EXERCISE REQUIREMENTS:
Of all the lines in the material, tally those containing the string "separators", and report nothing but the total.
'''
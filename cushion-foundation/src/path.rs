//! Absolute-path handling.
//!
//! Every file the engine opens is identified by its canonical absolute path
//! with `/` separators, so that `#line` markers and `#pragma once` behave the
//! same regardless of how the file was referenced or which platform we run
//! on.

use std::{io, path::Path};

use camino::Utf8Path;

/// Canonicalises `path` and normalises separators to `/`.
///
/// Paths with non-UTF-8 components are rejected; the preprocessor writes
/// file names into `#line` directives and `__FILE__` literals, which are
/// byte-for-byte text.
pub fn to_absolute(path: &Path) -> io::Result<String> {
    let canonical = path.canonicalize()?;
    let utf8 = canonical.to_str().ok_or_else(|| {
        io::Error::new(
            io::ErrorKind::InvalidData,
            format!("path {canonical:?} is not valid UTF-8"),
        )
    })?;
    Ok(forward_slashes(utf8))
}

/// Replaces `\` separators with `/`. Idempotent on Unix-style paths.
pub fn forward_slashes(path: &str) -> String {
    path.replace('\\', "/")
}

/// Returns the directory portion of an absolute file path, used as the first
/// lookup root for `#include "…"` resolution.
pub fn parent_directory(absolute_file: &str) -> &str {
    match absolute_file.rfind('/') {
        Some(0) => "/",
        Some(index) => &absolute_file[..index],
        None => ".",
    }
}

/// Joins a search root and a header path the way the include resolver does.
pub fn join(root: &str, relative: &str) -> String {
    let root = Utf8Path::new(root);
    forward_slashes(root.join(relative).as_str())
}

#[cfg(test)]
mod tests {
    use super::*;

    #[test]
    fn parent_directory_strips_file_name() {
        assert_eq!(parent_directory("/home/user/src/main.c"), "/home/user/src");
        assert_eq!(parent_directory("/main.c"), "/");
        assert_eq!(parent_directory("main.c"), ".");
    }

    #[test]
    fn join_keeps_forward_slashes() {
        assert_eq!(join("/inc", "sub/h.h"), "/inc/sub/h.h");
    }
}
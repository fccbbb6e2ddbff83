//! `CUSHION_DEFER`: scoped cleanup bodies and the code generation that runs
//! them on every way out of their scope.
//!
//! The driver tracks brace scopes of emitted code, including braces that
//! came out of macro replacement. A scope attached to a loop or switch
//! header is remembered as such, so `break`/`continue` know how far up to
//! unwind. Bodies run innermost-first, reverse registration order within a
//! scope, and never across the evaluation of a `return` value: when a
//! `return` carries an expression and any body applies, the value is cached
//! into a `typeof`-typed local first.

use std::rc::Rc;

use cushion_foundation::errors::{Error, Result};
use cushion_lexer::{GuardrailKind, Punctuator, Token, TokenValue};

use crate::{
    expand::{self, ReplaceContext},
    extensions,
    lexer::{mark_manually_updated, FileState},
    tokens::{FrameFlags, Origin, PopMeta, TokenEntry},
    Engine,
};

#[derive(Debug, Clone, Copy, PartialEq, Eq)]
pub(crate) enum ScopeKind {
    Block,
    Loop,
    Switch,
}

#[derive(Debug)]
struct DeferScope {
    kind: ScopeKind,
    defers: Vec<Vec<TokenEntry>>,
}

/// Per-file defer bookkeeping. Only populated while the feature is enabled.
#[derive(Debug, Default)]
pub(crate) struct DeferFeature {
    scopes: Vec<DeferScope>,
    pending_control: Option<ScopeKind>,
    /// Set right after a jump statement was generated; the next closing
    /// brace is unreachable fall-through and must not emit bodies again.
    just_jumped: bool,
}

impl DeferFeature {
    pub fn new() -> Self {
        Self::default()
    }

    /// `for`/`while`/`do`/`switch` mark the next opened brace.
    pub fn set_pending_control(&mut self, kind: ScopeKind) {
        self.pending_control = Some(kind);
    }

    /// A statement boundary without a brace drops the pending marker.
    pub fn clear_pending_control(&mut self) {
        self.pending_control = None;
    }

    pub fn on_open_brace(&mut self) {
        let kind = self.pending_control.take().unwrap_or(ScopeKind::Block);
        self.scopes.push(DeferScope {
            kind,
            defers: Vec::new(),
        });
    }

    fn pop_scope(&mut self) -> Option<DeferScope> {
        self.pending_control = None;
        self.scopes.pop()
    }

    fn register(&mut self, content: Vec<TokenEntry>) -> bool {
        match self.scopes.last_mut() {
            Some(scope) => {
                scope.defers.push(content);
                true
            }
            None => false,
        }
    }

    pub fn clear_just_jumped(&mut self) {
        self.just_jumped = false;
    }

    fn note_jump(&mut self) {
        self.just_jumped = true;
    }

    fn take_just_jumped(&mut self) -> bool {
        std::mem::take(&mut self.just_jumped)
    }
}

#[derive(Debug, Clone, Copy, PartialEq, Eq)]
pub(crate) enum Jump {
    Break,
    Continue,
    Goto,
}

impl Jump {
    fn keyword(self) -> &'static str {
        match self {
            Jump::Break => "break",
            Jump::Continue => "continue",
            Jump::Goto => "goto",
        }
    }
}

/// Registers one `CUSHION_DEFER { … }` body in the current scope.
pub(crate) fn register_defer(
    engine: &mut Engine,
    state: &mut FileState,
    meta: &PopMeta,
) -> Result<()> {
    state.tokenizer.acquire_guardrail(GuardrailKind::Defer);
    let body_file = Rc::clone(&state.last_marked.file);
    let content = extensions::injector_content(engine, state, body_file)?;
    state.tokenizer.release_guardrail(GuardrailKind::Defer);

    if !state.defer.register(content) {
        return Err(Error::extension(
            state.error_location(&meta.origin),
            "CUSHION_DEFER is used outside of any scope.",
        ));
    }
    Ok(())
}

/// Bodies to run for a jump, innermost scope first, reverse registration
/// order within each scope.
fn bodies_for_jump(state: &FileState, jump: Jump) -> Vec<Vec<TokenEntry>> {
    let mut bodies = Vec::new();
    match jump {
        Jump::Break | Jump::Continue => {
            let mut boundary_found = false;
            for scope in state.defer.scopes.iter().rev() {
                bodies.extend(scope.defers.iter().rev().cloned());
                let is_boundary = match jump {
                    Jump::Break => matches!(scope.kind, ScopeKind::Loop | ScopeKind::Switch),
                    _ => scope.kind == ScopeKind::Loop,
                };
                if is_boundary {
                    boundary_found = true;
                    break;
                }
            }
            if !boundary_found {
                // A jump with no enclosing loop/switch is the compiler's
                // problem, not ours; run nothing.
                bodies.clear();
            }
        }
        Jump::Goto => {
            // Labels are treated as living at function-body level, so every
            // scope above the outermost brace scope unwinds.
            for scope in state.defer.scopes.iter().skip(1).rev() {
                bodies.extend(scope.defers.iter().rev().cloned());
            }
        }
    }
    bodies
}

fn bodies_for_return(state: &FileState) -> Vec<Vec<TokenEntry>> {
    let mut bodies = Vec::new();
    for scope in state.defer.scopes.iter().rev() {
        bodies.extend(scope.defers.iter().rev().cloned());
    }
    bodies
}

/// Re-marks the real source position after injected bodies were emitted.
fn restore_line_mark(engine: &mut Engine, state: &mut FileState, origin: &Origin) -> Result<()> {
    engine.output.write_str("\n")?;
    engine.output.line_marker_at(origin)?;
    mark_manually_updated(state, origin.clone());
    Ok(())
}

/// A closing brace first runs the bodies of the scope it closes, unless the
/// scope just ended with a jump that already unwound them.
pub(crate) fn handle_close_brace(
    engine: &mut Engine,
    state: &mut FileState,
    meta: &PopMeta,
) -> Result<()> {
    let suppressed = state.defer.take_just_jumped();
    let Some(scope) = state.defer.pop_scope() else {
        return Ok(());
    };
    if suppressed || scope.defers.is_empty() {
        return Ok(());
    }
    for content in scope.defers.iter().rev() {
        extensions::output_injector_content(engine, content)?;
    }
    restore_line_mark(engine, state, &meta.origin)
}

/// `break` / `continue` / `goto`: applicable bodies run before the keyword.
pub(crate) fn handle_jump(
    engine: &mut Engine,
    state: &mut FileState,
    meta: &PopMeta,
    jump: Jump,
) -> Result<()> {
    let bodies = bodies_for_jump(state, jump);
    state.defer.note_jump();

    if jump == Jump::Goto {
        // Consume the label and terminating `;` so the whole statement sits
        // after the injected bodies.
        let mut statement = String::from("goto");
        loop {
            let (token, token_meta) = state.pop_token()?;
            match &token.value {
                TokenValue::Punctuator(Punctuator::Semicolon) => {
                    statement.push(';');
                    break;
                }
                TokenValue::Glue | TokenValue::NewLine | TokenValue::Comment => {}
                TokenValue::EndOfFile => {
                    return Err(Error::grammar(
                        state.error_location(&token_meta.origin),
                        "Got to the end of file while reading a goto statement.",
                    ));
                }
                _ => {
                    statement.push(' ');
                    statement.push_str(&token.text);
                }
            }
        }
        for content in &bodies {
            extensions::output_injector_content(engine, content)?;
        }
        if !bodies.is_empty() {
            restore_line_mark(engine, state, &meta.origin)?;
        }
        return engine.output.write_str(&statement);
    }

    if bodies.is_empty() {
        return engine.output.write_str(jump.keyword());
    }
    for content in &bodies {
        extensions::output_injector_content(engine, content)?;
    }
    restore_line_mark(engine, state, &meta.origin)?;
    engine.output.write_str(jump.keyword())
}

/// `return`: when bodies apply and a value is present, the value is
/// evaluated into a cached local before any body runs.
pub(crate) fn handle_return(
    engine: &mut Engine,
    state: &mut FileState,
    meta: &PopMeta,
) -> Result<()> {
    let bodies = bodies_for_return(state);
    if bodies.is_empty() {
        return engine.output.write_str("return");
    }

    // Collect the returned expression through the trailing `;`, with macro
    // expansion applied, so it can be spliced twice.
    let mut expression: Vec<Token> = Vec::new();
    let mut depth = 0u32;
    loop {
        let (token, token_meta) = state.pop_token()?;
        match &token.value {
            TokenValue::Punctuator(Punctuator::Semicolon) if depth == 0 => break,
            TokenValue::Punctuator(
                Punctuator::LeftParenthesis
                | Punctuator::LeftSquareBracket
                | Punctuator::LeftCurlyBrace,
            ) => {
                depth += 1;
                expression.push(token);
            }
            TokenValue::Punctuator(
                Punctuator::RightParenthesis
                | Punctuator::RightSquareBracket
                | Punctuator::RightCurlyBrace,
            ) => {
                depth = depth.saturating_sub(1);
                expression.push(token);
            }
            TokenValue::Glue | TokenValue::NewLine | TokenValue::Comment => {}
            TokenValue::EndOfFile => {
                return Err(Error::grammar(
                    state.error_location(&token_meta.origin),
                    "Got to the end of file while reading a return statement with defers \
                     pending.",
                ));
            }
            TokenValue::Identifier(_) => {
                match expand::replace_identifier_if_macro(
                    engine,
                    state,
                    &token,
                    &token_meta,
                    ReplaceContext::Code,
                )? {
                    Some(entries) => state.push_tokens(entries, FrameFlags::MACRO_REPLACEMENT),
                    None => expression.push(token),
                }
            }
            _ => expression.push(token),
        }
    }

    state.defer.note_jump();

    if expression.is_empty() {
        for content in &bodies {
            extensions::output_injector_content(engine, content)?;
        }
        restore_line_mark(engine, state, &meta.origin)?;
        return engine.output.write_str("return;");
    }

    let cached = format!(
        "cushion_cached_return_value_{}",
        engine.cached_return_counter
    );
    engine.cached_return_counter += 1;

    let expression_text = expression
        .iter()
        .map(|token| token.text.as_str())
        .collect::<Vec<_>>()
        .join(" ");

    engine
        .output
        .write_str(&format!("typeof ({expression_text}) {cached} = {expression_text};"))?;
    for content in &bodies {
        extensions::output_injector_content(engine, content)?;
    }
    restore_line_mark(engine, state, &meta.origin)?;
    engine.output.write_str(&format!("return {cached};"))
}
'''
RESPONSE TO THIS TASK:
3